Several recent studies sought to define the mechanisms by which
CCM signals impact on regional and global myocardial function.
Many of these studies have been reviewed recently.19 In view of
previous literature showing that electromagnetic fields can
impact on protein–protein interaction and gene expression20
and considering that the CCM-induced increases in contractility
were not associated with an increase in MVO2, CCM signals may
have a direct impact on cellular physiology beyond typical acute
effects on calcium handling that underlie pharmacological inotropic
effects. To explore this hypothesis, myocardial samples were initially obtained for molecular (northern blot) and biochemical
(western blot) analyses from an animal model of heart failure in
both acute and chronic studies.10,21 Samples were taken from
the interventricular septum (near the site of CCM signal delivery)

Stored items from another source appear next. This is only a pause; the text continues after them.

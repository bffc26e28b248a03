use serde_json::Value;
use std::collections::HashMap;
use std::fs;
use std::path::{Path, PathBuf};

use crate::config::FallbackConfig;
use crate::errors::{FeeError, Result};

/// local, non-authoritative store; each collection is read and written whole
pub trait FallbackCache {
    fn load(&self, collection: &str) -> Result<Vec<Value>>;

    fn store(&mut self, collection: &str, entries: Vec<Value>) -> Result<()>;
}

/// process-local cache
#[derive(Debug, Default)]
pub struct MemoryCache {
    collections: HashMap<String, Vec<Value>>,
}

impl MemoryCache {
    pub fn new() -> Self {
        Self::default()
    }
}

impl FallbackCache for MemoryCache {
    fn load(&self, collection: &str) -> Result<Vec<Value>> {
        Ok(self.collections.get(collection).cloned().unwrap_or_default())
    }

    fn store(&mut self, collection: &str, entries: Vec<Value>) -> Result<()> {
        self.collections.insert(collection.to_string(), entries);
        Ok(())
    }
}

/// one json file per collection under a directory
#[derive(Debug)]
pub struct JsonFileCache {
    directory: PathBuf,
}

impl JsonFileCache {
    pub fn open(directory: impl Into<PathBuf>) -> Result<Self> {
        let directory = directory.into();
        fs::create_dir_all(&directory).map_err(|err| cache_error(&directory, err))?;
        Ok(Self { directory })
    }

    pub fn directory(&self) -> &Path {
        &self.directory
    }

    fn path(&self, collection: &str) -> PathBuf {
        self.directory.join(format!("{collection}.json"))
    }
}

impl FallbackCache for JsonFileCache {
    fn load(&self, collection: &str) -> Result<Vec<Value>> {
        let path = self.path(collection);
        if !path.exists() {
            return Ok(Vec::new());
        }
        let text = fs::read_to_string(&path).map_err(|err| cache_error(&path, err))?;
        if text.trim().is_empty() {
            return Ok(Vec::new());
        }
        Ok(serde_json::from_str(&text)?)
    }

    fn store(&mut self, collection: &str, entries: Vec<Value>) -> Result<()> {
        let path = self.path(collection);
        let staging = path.with_extension("json.tmp");
        let text = serde_json::to_string_pretty(&entries)?;
        fs::write(&staging, text).map_err(|err| cache_error(&staging, err))?;
        fs::rename(&staging, &path).map_err(|err| cache_error(&path, err))?;
        Ok(())
    }
}

/// cache selected by configuration
#[derive(Debug)]
pub enum LocalCache {
    Memory(MemoryCache),
    File(JsonFileCache),
}

impl LocalCache {
    pub fn from_config(config: &FallbackConfig) -> Result<Self> {
        match &config.directory {
            Some(directory) => Ok(LocalCache::File(JsonFileCache::open(directory)?)),
            None => Ok(LocalCache::Memory(MemoryCache::new())),
        }
    }
}

impl FallbackCache for LocalCache {
    fn load(&self, collection: &str) -> Result<Vec<Value>> {
        match self {
            LocalCache::Memory(cache) => cache.load(collection),
            LocalCache::File(cache) => cache.load(collection),
        }
    }

    fn store(&mut self, collection: &str, entries: Vec<Value>) -> Result<()> {
        match self {
            LocalCache::Memory(cache) => cache.store(collection, entries),
            LocalCache::File(cache) => cache.store(collection, entries),
        }
    }
}

fn cache_error(path: &Path, err: std::io::Error) -> FeeError {
    FeeError::Cache {
        message: format!("{}: {}", path.display(), err),
    }
}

and in a remote area on the LV free wall. The impact of CCM on a
variety of genes and proteins was explored; for illustrative purposes, emphasis was placed on genes and proteins of high abundance whose tissue contents were known to be significantly
altered in heart failure. It was demonstrated that one of the
most rapid effects of CCM is that near the site of signal delivery
there is, within minutes, an increase in phosphorylation of phospholamban (PLB), a key protein that modulates the activity of
sarcoendoplasmic reticulum calcium ATPase type 2a (SERCA2a)
which in turn modulates calcium handling by the sarcoplasmic
reticulum.10 Shortly thereafter, changes in gene expression can
be demonstrated. For example, the expression of SERCA2a was
decreased in animals with untreated heart failure in both the interventricular septum (‘near’) and far from the LV free wall (‘remote’).

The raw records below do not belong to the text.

pub mod allocation;
pub mod config;
pub mod context;
pub mod decimal;
pub mod desk;
pub mod discounts;
pub mod enrollment;
pub mod errors;
pub mod events;
pub mod payments;
pub mod store;
pub mod types;
pub mod views;

// re-export key types
pub use allocation::{
    AllocationPlan, AllocationProposal, AllocationRequest, AllocationResolver, Confirmation,
    CreatedAllocation, FeeAllocation, FeeStructure, FeeWarning, Resolution, StudentFeeRecord,
};
pub use config::{DiscountFailurePolicy, FallbackConfig, FeeConfig, ToleranceConfig};
pub use context::{Credentials, ExecutionContext, Operator};
pub use decimal::{Money, Rate};
pub use desk::{Admission, AdmissionRequest, AllocationStep, FeeDesk, PaymentReceipt};
pub use discounts::{apply_discount, AppliedDiscount, DiscountLookup, DiscountResolver, DiscountRule, NewDiscountRule};
pub use enrollment::Enrollment;
pub use errors::{FeeError, Result};
pub use events::{Event, EventStore};
pub use payments::{
    AllocationBalance, Installment, InstallmentPlan, InstallmentState, InstallmentWaterfall,
    PaymentInput, PaymentKind, PaymentRecord, RefundOutcome, RefundPlanner, ScheduleBuilder,
    ScheduleDraft, WaterfallResult,
};
pub use store::{
    CacheRecord, CatalogEntry, DualSource, FallbackCache, FeeBackend, InMemoryBackend,
    JsonFileCache, LocalCache, MemoryCache, Origin, Persisted, RemoteError, RemoteResult,
    WritePolicy,
};
pub use types::{
    AllocationId, AllocationStatus, BatchId, CourseId, DiscountId, DiscountScope, DiscountType,
    EnrollmentStatus, FeeStructureId, InstallmentStatus, PaymentId, PaymentMode, PlanType,
    StudentId,
};
pub use views::AllocationStatement;

// re-export external dependencies that users will need
pub use chrono;
pub use hourglass_rs::{SafeTimeProvider, TimeSource};
pub use rust_decimal::Decimal;
pub use uuid::Uuid;
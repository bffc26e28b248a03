pub mod resolver;

use rust_decimal::Decimal;
use serde::{Deserialize, Serialize};
use uuid::Uuid;

use crate::decimal::{Money, Rate};
use crate::errors::{FeeError, Result};
use crate::types::{DiscountId, DiscountScope, DiscountType, FeeStructureId};

pub use resolver::{DiscountLookup, DiscountResolver};

fn active_by_default() -> bool {
    true
}

/// a discount scoped to one student or one batch
#[derive(Debug, Clone, PartialEq, Serialize, Deserialize)]
pub struct DiscountRule {
    pub id: DiscountId,
    pub fee_structure_id: Option<FeeStructureId>,
    pub scope: DiscountScope,
    pub scope_id: Uuid,
    #[serde(rename = "type")]
    pub discount_type: DiscountType,
    pub value: Decimal,
    /// non-discountable admission portion of the base amount
    pub admission_fee: Money,
    #[serde(default = "active_by_default")]
    pub is_active: bool,
}

/// payload for creating a discount rule
#[derive(Debug, Clone, PartialEq, Serialize, Deserialize)]
pub struct NewDiscountRule {
    pub fee_structure_id: Option<FeeStructureId>,
    pub scope: DiscountScope,
    pub scope_id: Uuid,
    #[serde(rename = "type")]
    pub discount_type: DiscountType,
    pub value: Decimal,
    pub admission_fee: Money,
}

impl NewDiscountRule {
    pub fn validate(&self) -> Result<()> {
        if self.value < Decimal::ZERO {
            return Err(FeeError::InvalidDiscount {
                message: format!("value {} is negative", self.value),
            });
        }
        if self.discount_type == DiscountType::Percentage && self.value > Decimal::from(100) {
            return Err(FeeError::InvalidDiscount {
                message: format!("percentage {} exceeds 100", self.value),
            });
        }
        if self.admission_fee.is_negative() {
            return Err(FeeError::InvalidDiscount {
                message: format!("admission fee {} is negative", self.admission_fee),
            });
        }
        Ok(())
    }
}

/// result of applying at most one rule to a base amount
#[derive(Debug, Clone, PartialEq, Serialize, Deserialize)]
pub struct AppliedDiscount {
    pub rule_id: Option<DiscountId>,
    pub base_amount: Money,
    pub discount: Money,
    pub payable: Money,
}

impl DiscountRule {
    /// portion of `base` the rule may reduce
    pub fn discountable(&self, base: Money) -> Money {
        (base - self.admission_fee).non_negative()
    }

    pub fn discount_on(&self, base: Money) -> Money {
        let discountable = self.discountable(base);
        let discount = match self.discount_type {
            DiscountType::Flat => Money::from_decimal(self.value).min(discountable),
            DiscountType::Percentage => discountable.portion(Rate::from_percentage(self.value)),
        };
        discount.non_negative().min(discountable)
    }
}

/// apply the resolved rule, if any; the payable never drops below the admission fee
pub fn apply_discount(base: Money, rule: Option<&DiscountRule>) -> AppliedDiscount {
    match rule {
        Some(rule) => {
            let discount = rule.discount_on(base);
            let floor = rule.admission_fee.min(base);
            AppliedDiscount {
                rule_id: Some(rule.id),
                base_amount: base,
                discount,
                payable: (base - discount).max(floor),
            }
        }
        None => AppliedDiscount {
            rule_id: None,
            base_amount: base,
            discount: Money::ZERO,
            payable: base,
        },
    }
}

For tissue obtained from animals with acute (4 h) CCM treatment,
SERCA2a expression increased in the region near the site of CCM
stimulation, but not in the remote region. In the chronic setting,
however, SERCA2a expression was improved in both near and
remote regions. These findings are representative of findings
obtained with other genes whose expression is decreased in
chronic heart failure. Brain natriuretic peptide (BNP) expression
was also examined but, in this case, BNP was overexpressed in untreated heart failure, decreased acutely only in the region near the
CCM pacing site, and decreased in both the near and remote sites
with chronic CCM treatment. The fact that gene expression is
improved in the short term only near the area of treatment
implies that the effects of CCM treatment are local and direct.
However, in the long term, where expression is improved in
both near and remote sites, two possible factors may contribute.

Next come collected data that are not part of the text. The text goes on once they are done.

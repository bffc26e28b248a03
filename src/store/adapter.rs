use serde::de::DeserializeOwned;
use serde::{Deserialize, Serialize};
use std::collections::HashSet;
use std::fmt::Debug;
use std::hash::Hash;
use tracing::{debug, warn};

use crate::errors::{FeeError, Result};

use super::backend::RemoteResult;
use super::cache::FallbackCache;

/// record that can live in the fallback cache
pub trait CacheRecord: Serialize + DeserializeOwned + Clone {
    /// business key used for deduplication instead of a server-assigned id
    type Key: Eq + Hash + Clone + Debug;
    const COLLECTION: &'static str;

    fn natural_key(&self) -> Self::Key;
}

/// where a returned record came from
#[derive(Debug, Clone, Copy, PartialEq, Eq, Serialize, Deserialize)]
pub enum Origin {
    Remote,
    /// written locally while the backend was unreachable; not yet synced
    Fallback,
}

#[derive(Debug, Clone, PartialEq, Serialize, Deserialize)]
pub struct Persisted<T> {
    pub record: T,
    pub origin: Origin,
}

impl<T> Persisted<T> {
    pub fn remote(record: T) -> Self {
        Self { record, origin: Origin::Remote }
    }

    pub fn fallback(record: T) -> Self {
        Self { record, origin: Origin::Fallback }
    }

    pub fn is_synced(&self) -> bool {
        self.origin == Origin::Remote
    }
}

/// per-operation decision on transport failure
#[derive(Debug, Clone, Copy, PartialEq, Eq)]
pub enum WritePolicy {
    /// write the record to the fallback cache under its natural key
    FallbackOnTransport,
    /// like `FallbackOnTransport` for append-only records: a key already pending in the
    /// fallback cache is rejected instead of replaced
    AppendOnTransport,
    /// surface the failure
    RemoteOnly,
}

impl WritePolicy {
    fn falls_back(self) -> bool {
        !matches!(self, WritePolicy::RemoteOnly)
    }
}

/// remote-first writes with a local fallback, and merged reads
pub struct DualSource<C> {
    cache: C,
    fallback_enabled: bool,
}

impl<C: FallbackCache> DualSource<C> {
    pub fn new(cache: C, fallback_enabled: bool) -> Self {
        Self {
            cache,
            fallback_enabled,
        }
    }

    pub fn cache(&self) -> &C {
        &self.cache
    }

    /// try the backend; on transport failure keep `record` locally when the policy allows
    ///
    /// Logical rejections are never routed to the cache.
    pub fn write<T, F>(
        &mut self,
        operation: &str,
        policy: WritePolicy,
        record: T,
        remote: F,
    ) -> Result<Persisted<T>>
    where
        T: CacheRecord,
        F: FnOnce(&T) -> RemoteResult<T>,
    {
        if policy == WritePolicy::AppendOnTransport {
            let key = record.natural_key();
            if self.find::<T>(&key)?.is_some() {
                return Err(FeeError::Rejected {
                    operation: operation.to_string(),
                    status: 409,
                    message: format!("{key:?} already recorded and awaiting sync"),
                });
            }
        }

        match remote(&record) {
            Ok(saved) => {
                self.evict::<T>(&saved.natural_key())?;
                Ok(Persisted::remote(saved))
            }
            Err(err) if err.is_transport() && self.fallback_enabled && policy.falls_back() => {
                warn!(
                    operation,
                    collection = T::COLLECTION,
                    key = ?record.natural_key(),
                    error = %err,
                    "backend unreachable, writing to fallback cache"
                );
                self.stash(record.clone())?;
                Ok(Persisted::fallback(record))
            }
            Err(err) => Err(FeeError::remote(operation, err)),
        }
    }

    /// remote entries first, then fallback-only entries; remote wins on key collisions
    ///
    /// A transport failure on the remote side degrades to an empty remote result.
    pub fn merge<T, P>(
        &self,
        operation: &str,
        remote: RemoteResult<Vec<T>>,
        belongs: P,
    ) -> Result<Vec<Persisted<T>>>
    where
        T: CacheRecord,
        P: Fn(&T) -> bool,
    {
        let remote = match remote {
            Ok(records) => records,
            Err(err) if err.is_transport() => {
                warn!(operation, error = %err, "remote read failed, serving fallback cache only");
                Vec::new()
            }
            Err(err) => return Err(FeeError::remote(operation, err)),
        };
        self.combine(operation, remote, belongs)
    }

    /// like `merge`, but any remote failure is returned instead of degrading
    pub fn merge_strict<T, P>(
        &self,
        operation: &str,
        remote: RemoteResult<Vec<T>>,
        belongs: P,
    ) -> Result<Vec<Persisted<T>>>
    where
        T: CacheRecord,
        P: Fn(&T) -> bool,
    {
        let remote = remote.map_err(|err| FeeError::remote(operation, err))?;
        self.combine(operation, remote, belongs)
    }

    fn combine<T, P>(&self, operation: &str, remote: Vec<T>, belongs: P) -> Result<Vec<Persisted<T>>>
    where
        T: CacheRecord,
        P: Fn(&T) -> bool,
    {
        let mut seen = HashSet::new();
        let mut merged = Vec::with_capacity(remote.len());
        for record in remote {
            if seen.insert(record.natural_key()) {
                merged.push(Persisted::remote(record));
            }
        }

        let local = self.load::<T>()?;
        let before = merged.len();
        for record in local.into_iter().filter(|r| belongs(r)) {
            if seen.insert(record.natural_key()) {
                merged.push(Persisted::fallback(record));
            }
        }
        debug!(
            operation,
            remote = before,
            fallback = merged.len() - before,
            "merged remote and fallback records"
        );
        Ok(merged)
    }

    pub fn find<T: CacheRecord>(&self, key: &T::Key) -> Result<Option<T>> {
        Ok(self.load::<T>()?.into_iter().find(|r| &r.natural_key() == key))
    }

    /// every fallback entry of a collection
    pub fn pending<T: CacheRecord>(&self) -> Result<Vec<T>> {
        self.load()
    }

    /// insert or replace by natural key
    pub fn stash<T: CacheRecord>(&mut self, record: T) -> Result<()> {
        let key = record.natural_key();
        let mut records = self.load::<T>()?;
        match records.iter_mut().find(|r| r.natural_key() == key) {
            Some(existing) => *existing = record,
            None => records.push(record),
        }
        self.save(records)
    }

    pub fn evict<T: CacheRecord>(&mut self, key: &T::Key) -> Result<bool> {
        let mut records = self.load::<T>()?;
        let before = records.len();
        records.retain(|r| &r.natural_key() != key);
        if records.len() == before {
            return Ok(false);
        }
        self.save(records)?;
        Ok(true)
    }

    fn load<T: CacheRecord>(&self) -> Result<Vec<T>> {
        self.cache
            .load(T::COLLECTION)?
            .into_iter()
            .map(|value| serde_json::from_value(value).map_err(FeeError::from))
            .collect()
    }

    fn save<T: CacheRecord>(&mut self, records: Vec<T>) -> Result<()> {
        let values = records
            .iter()
            .map(serde_json::to_value)
            .collect::<std::result::Result<Vec<_>, _>>()?;
        self.cache.store(T::COLLECTION, values)
    }
}

#[cfg(test)]
mod tests {
    use super::*;
    use crate::store::{MemoryCache, RemoteError};

    #[derive(Debug, Clone, PartialEq, Serialize, Deserialize)]
    struct Seat {
        batch: u32,
        student: u32,
        note: String,
    }

    impl CacheRecord for Seat {
        type Key = (u32, u32);
        const COLLECTION: &'static str = "seats";

        fn natural_key(&self) -> Self::Key {
            (self.batch, self.student)
        }
    }

    fn seat(batch: u32, student: u32, note: &str) -> Seat {
        Seat { batch, student, note: note.to_string() }
    }

    fn offline<T>() -> RemoteResult<T> {
        Err(RemoteError::Timeout { millis: 1_000 })
    }

    #[test]
    fn test_transport_failure_falls_back() {
        let mut store = DualSource::new(MemoryCache::new(), true);
        let saved = store
            .write("enroll", WritePolicy::FallbackOnTransport, seat(1, 7, "local"), |_| offline())
            .unwrap();

        assert_eq!(saved.origin, Origin::Fallback);
        assert_eq!(store.pending::<Seat>().unwrap(), vec![seat(1, 7, "local")]);
    }

    #[test]
    fn test_rejection_is_not_cached() {
        let mut store = DualSource::new(MemoryCache::new(), true);
        let err = store
            .write("enroll", WritePolicy::FallbackOnTransport, seat(1, 7, "x"), |_| {
                Err(RemoteError::conflict("duplicate"))
            })
            .unwrap_err();

        assert!(matches!(err, FeeError::Rejected { status: 409, .. }));
        assert!(store.pending::<Seat>().unwrap().is_empty());
    }

    #[test]
    fn test_remote_only_policy_and_disabled_fallback_surface_transport() {
        let mut store = DualSource::new(MemoryCache::new(), true);
        let err = store
            .write("refund", WritePolicy::RemoteOnly, seat(1, 1, "x"), |_| offline())
            .unwrap_err();
        assert!(err.is_transport());

        let mut disabled = DualSource::new(MemoryCache::new(), false);
        let err = disabled
            .write("enroll", WritePolicy::FallbackOnTransport, seat(1, 1, "x"), |_| offline())
            .unwrap_err();
        assert!(err.is_transport());
        assert!(disabled.pending::<Seat>().unwrap().is_empty());
    }

    #[test]
    fn test_remote_success_evicts_stale_fallback() {
        let mut store = DualSource::new(MemoryCache::new(), true);
        store.stash(seat(2, 3, "old")).unwrap();

        let saved = store
            .write("enroll", WritePolicy::FallbackOnTransport, seat(2, 3, "new"), |s| Ok(s.clone()))
            .unwrap();
        assert!(saved.is_synced());
        assert!(store.find::<Seat>(&(2, 3)).unwrap().is_none());
    }

    #[test]
    fn test_merge_prefers_remote_and_keeps_fallback_only() {
        let mut store = DualSource::new(MemoryCache::new(), true);
        store.stash(seat(1, 1, "local copy")).unwrap();
        store.stash(seat(1, 2, "only local")).unwrap();
        store.stash(seat(9, 9, "other batch")).unwrap();

        let merged = store
            .merge("list", Ok(vec![seat(1, 1, "remote copy")]), |s: &Seat| s.batch == 1)
            .unwrap();

        assert_eq!(merged.len(), 2);
        assert_eq!(merged[0], Persisted::remote(seat(1, 1, "remote copy")));
        assert_eq!(merged[1], Persisted::fallback(seat(1, 2, "only local")));
    }

    #[test]
    fn test_merge_degrades_on_transport_but_not_on_rejection() {
        let mut store = DualSource::new(MemoryCache::new(), true);
        store.stash(seat(1, 1, "local")).unwrap();

        let merged = store.merge::<Seat, _>("list", offline(), |_| true).unwrap();
        assert_eq!(merged, vec![Persisted::fallback(seat(1, 1, "local"))]);

        let rejected = store.merge::<Seat, _>(
            "list",
            Err(RemoteError::Rejected { status: 401, message: "expired".to_string() }),
            |_| true,
        );
        assert!(rejected.is_err());
    }

    #[test]
    fn test_append_policy_never_replaces_pending_entry() {
        let mut store = DualSource::new(MemoryCache::new(), true);
        store
            .write("record payment", WritePolicy::AppendOnTransport, seat(5, 1, "first"), |_| offline())
            .unwrap();

        let err = store
            .write("record payment", WritePolicy::AppendOnTransport, seat(5, 1, "second"), |_| offline())
            .unwrap_err();
        assert!(matches!(err, FeeError::Rejected { status: 409, .. }));

        // a reachable backend does not get to evict the pending entry either
        let err = store
            .write("record payment", WritePolicy::AppendOnTransport, seat(5, 1, "third"), |s| Ok(s.clone()))
            .unwrap_err();
        assert!(!err.is_transport());
        assert_eq!(store.pending::<Seat>().unwrap(), vec![seat(5, 1, "first")]);
    }

    #[test]
    fn test_strict_merge_surfaces_transport() {
        let mut store = DualSource::new(MemoryCache::new(), true);
        store.stash(seat(1, 1, "local")).unwrap();

        let err = store.merge_strict::<Seat, _>("list", offline(), |_| true).unwrap_err();
        assert!(err.is_transport());

        let merged = store.merge_strict("list", Ok(vec![seat(1, 2, "remote")]), |_: &Seat| true).unwrap();
        assert_eq!(merged.len(), 2);
    }

    #[test]
    fn test_stash_is_idempotent_on_key() {
        let mut store = DualSource::new(MemoryCache::new(), true);
        store.stash(seat(4, 4, "a")).unwrap();
        store.stash(seat(4, 4, "b")).unwrap();
        assert_eq!(store.pending::<Seat>().unwrap(), vec![seat(4, 4, "b")]);
        assert!(store.evict::<Seat>(&(4, 4)).unwrap());
        assert!(!store.evict::<Seat>(&(4, 4)).unwrap());
    }
}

First, changes in gene expression in remote areas may be secondary to the global haemodynamic benefits provided by chronic
regional CCM treatment. Alternatively, there may be some
direct effect that is transmitted to remote sites via gap junctions.
Which, if either, of these is contributory or dominant remains to
be elucidated.
706
M. Borggrefe and D. Burkhoff
These findings concerning the molecular effects of CCM treatment in an animal model of heart failure were confirmed in a
biopsy study performed in 11 patients with heart failure. Endomyocardial biopsies were obtained at baseline (prior to CCM therapy)
and 3 and 6 months thereafter.19 Patients were randomized either
to receive CCM therapy for the first 3 months followed by sham
treatment (Group 1) or to receive sham treatment first followed
by active treatment (Group 2). mRNA expression was analysed
in a core lab blinded to the treatment sequence. Expression of
atrial natriuretic peptide (ANP), BNP, a-myosin heavy chain
(MHC), the sarcoplasmic reticulum genes SERCA2a, phospholamban (PLB), and ryanodine receptor (RYR), and the stretch response genes p38 mitogen-activated protein kinase (MAPK) and
p21ras was measured using reverse transcription – PCR (RT–
PCR) and bands quantified in densitometric units. The 3 months
therapy off phase was associated with increased expression of
ANP, BNP, p38-MAPK, and p21ras, and decreased expression of
a-MHC, SERCA2a, PLB, and RYR. In contrast, the 3 months on
therapy phase resulted in significantly decreased expression of
ANP, BNP, p38-MAPK, and p21ras, and significantly increased
expression of a-MHC, SERCA2a, PLB, and RYR.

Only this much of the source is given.